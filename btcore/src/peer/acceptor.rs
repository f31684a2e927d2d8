use std::collections::HashMap;
use std::io::{self, Read};
use std::net::{TcpListener, TcpStream};
use std::sync::Arc;
use std::thread;
use std::time::Duration;

use tracing::{info, warn};

use crate::config::cfg::Cfg;
use crate::peer::handshake::{Handshake, HandshakeError, HANDSHAKE_LEN};
use crate::peer::peer::Peer;
use crate::peer::pool::ConnectionPoolError;
use crate::peer::session::{PeerSession, SessionContext};
use crate::registry::{RegistryError, TorrentRegistry};
use crate::torrent::TorrentId;

/// Posible acceptor errors.
#[derive(Debug)]
pub enum BtAcceptorError {
    OpeningListenerError(io::Error),
    HandleConnectionError(io::Error),
    ErrorSettingStreamTimeout,
    InvalidHandshake(HandshakeError),
    UnknownTorrent(TorrentId),
    TorrentNotActive(TorrentId),
    MaxPeersConnectedReached(TorrentId),
    RegistryError(RegistryError),
    PoolError(ConnectionPoolError),
}

/// Listens for incoming peer connections and hands them to per-peer
/// session threads.
///
/// An incoming handshake is routed by its info hash: the torrent must
/// be registered and active, and below its connection cap.
pub struct BtAcceptor {
    config: Cfg,
    registry: Arc<TorrentRegistry>,
    contexts: HashMap<TorrentId, Arc<SessionContext>>,
}

impl BtAcceptor {
    pub fn new(
        contexts: HashMap<TorrentId, Arc<SessionContext>>,
        registry: Arc<TorrentRegistry>,
        config: Cfg,
    ) -> Self {
        Self {
            config,
            registry,
            contexts,
        }
    }

    /// Starts the server and starts listening for connections.
    ///
    /// # Errors
    /// - `OpeningListenerError` if the TcpListener couldn't be opened.
    pub fn init(&self) -> Result<(), BtAcceptorError> {
        let listener = TcpListener::bind(format!("0.0.0.0:{}", self.config.tcp_port))
            .map_err(BtAcceptorError::OpeningListenerError)?;

        info!(
            "Acceptor listening for connections on port {}",
            self.config.tcp_port
        );

        for stream in listener.incoming() {
            match stream {
                Ok(stream) => match self.handle_connection(stream) {
                    Ok(_) => (),
                    Err(err) => warn!("Couldn't handle incoming connection: {:?}", err),
                },
                Err(err) => warn!("Couldn't handle incoming connection: {:?}", err),
            }
        }

        Ok(())
    }

    fn handle_connection(&self, mut stream: TcpStream) -> Result<(), BtAcceptorError> {
        let addr = stream
            .peer_addr()
            .map_err(BtAcceptorError::HandleConnectionError)?;

        stream
            .set_read_timeout(Some(Duration::from_secs(
                self.config.read_write_seconds_timeout,
            )))
            .map_err(|_| BtAcceptorError::ErrorSettingStreamTimeout)?;

        let mut buffer = [0u8; HANDSHAKE_LEN];
        stream
            .read_exact(&mut buffer)
            .map_err(BtAcceptorError::HandleConnectionError)?;
        let handshake =
            Handshake::from_bytes(&buffer).map_err(BtAcceptorError::InvalidHandshake)?;

        let torrent_id = handshake.info_hash;
        let supported = self
            .registry
            .is_supported_and_active(&torrent_id)
            .map_err(BtAcceptorError::RegistryError)?;
        if !supported {
            return Err(BtAcceptorError::TorrentNotActive(torrent_id));
        }

        let context = self
            .contexts
            .get(&torrent_id)
            .ok_or(BtAcceptorError::UnknownTorrent(torrent_id))?
            .clone();

        let current = context
            .pool
            .count(&torrent_id)
            .map_err(BtAcceptorError::PoolError)?;
        if current >= self.config.max_peers_per_torrent as usize {
            return Err(BtAcceptorError::MaxPeersConnectedReached(torrent_id));
        }

        let peer = Peer::new(addr.ip(), addr.port());
        let name = format!("Torrent: {} / Peer: {}", context.torrent.name(), peer);
        let builder = thread::Builder::new().name(name);

        let spawned = builder.spawn(move || {
            let mut session = PeerSession::new(peer, context);
            if let Err(err) = session.start_incoming(stream, handshake) {
                warn!("{:?}", err);
            }
        });
        if let Err(err) = spawned {
            warn!("Couldn't spawn session thread: {}", err);
        }
        Ok(())
    }
}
********
Prompt: All that should be written out is the stretch of lines above between the one holding "its connection cap." and the one holding "let addr = stream", inclusive, exactly as given.

Final answer:
/// be registered and active, and below its connection cap.
pub struct BtAcceptor {
    config: Cfg,
    registry: Arc<TorrentRegistry>,
    contexts: HashMap<TorrentId, Arc<SessionContext>>,
}

impl BtAcceptor {
    pub fn new(
        contexts: HashMap<TorrentId, Arc<SessionContext>>,
        registry: Arc<TorrentRegistry>,
        config: Cfg,
    ) -> Self {
        Self {
            config,
            registry,
            contexts,
        }
    }

    /// Starts the server and starts listening for connections.
    ///
    /// # Errors
    /// - `OpeningListenerError` if the TcpListener couldn't be opened.
    pub fn init(&self) -> Result<(), BtAcceptorError> {
        let listener = TcpListener::bind(format!("0.0.0.0:{}", self.config.tcp_port))
            .map_err(BtAcceptorError::OpeningListenerError)?;

        info!(
            "Acceptor listening for connections on port {}",
            self.config.tcp_port
        );

        for stream in listener.incoming() {
            match stream {
                Ok(stream) => match self.handle_connection(stream) {
                    Ok(_) => (),
                    Err(err) => warn!("Couldn't handle incoming connection: {:?}", err),
                },
                Err(err) => warn!("Couldn't handle incoming connection: {:?}", err),
            }
        }

        Ok(())
    }

    fn handle_connection(&self, mut stream: TcpStream) -> Result<(), BtAcceptorError> {
        let addr = stream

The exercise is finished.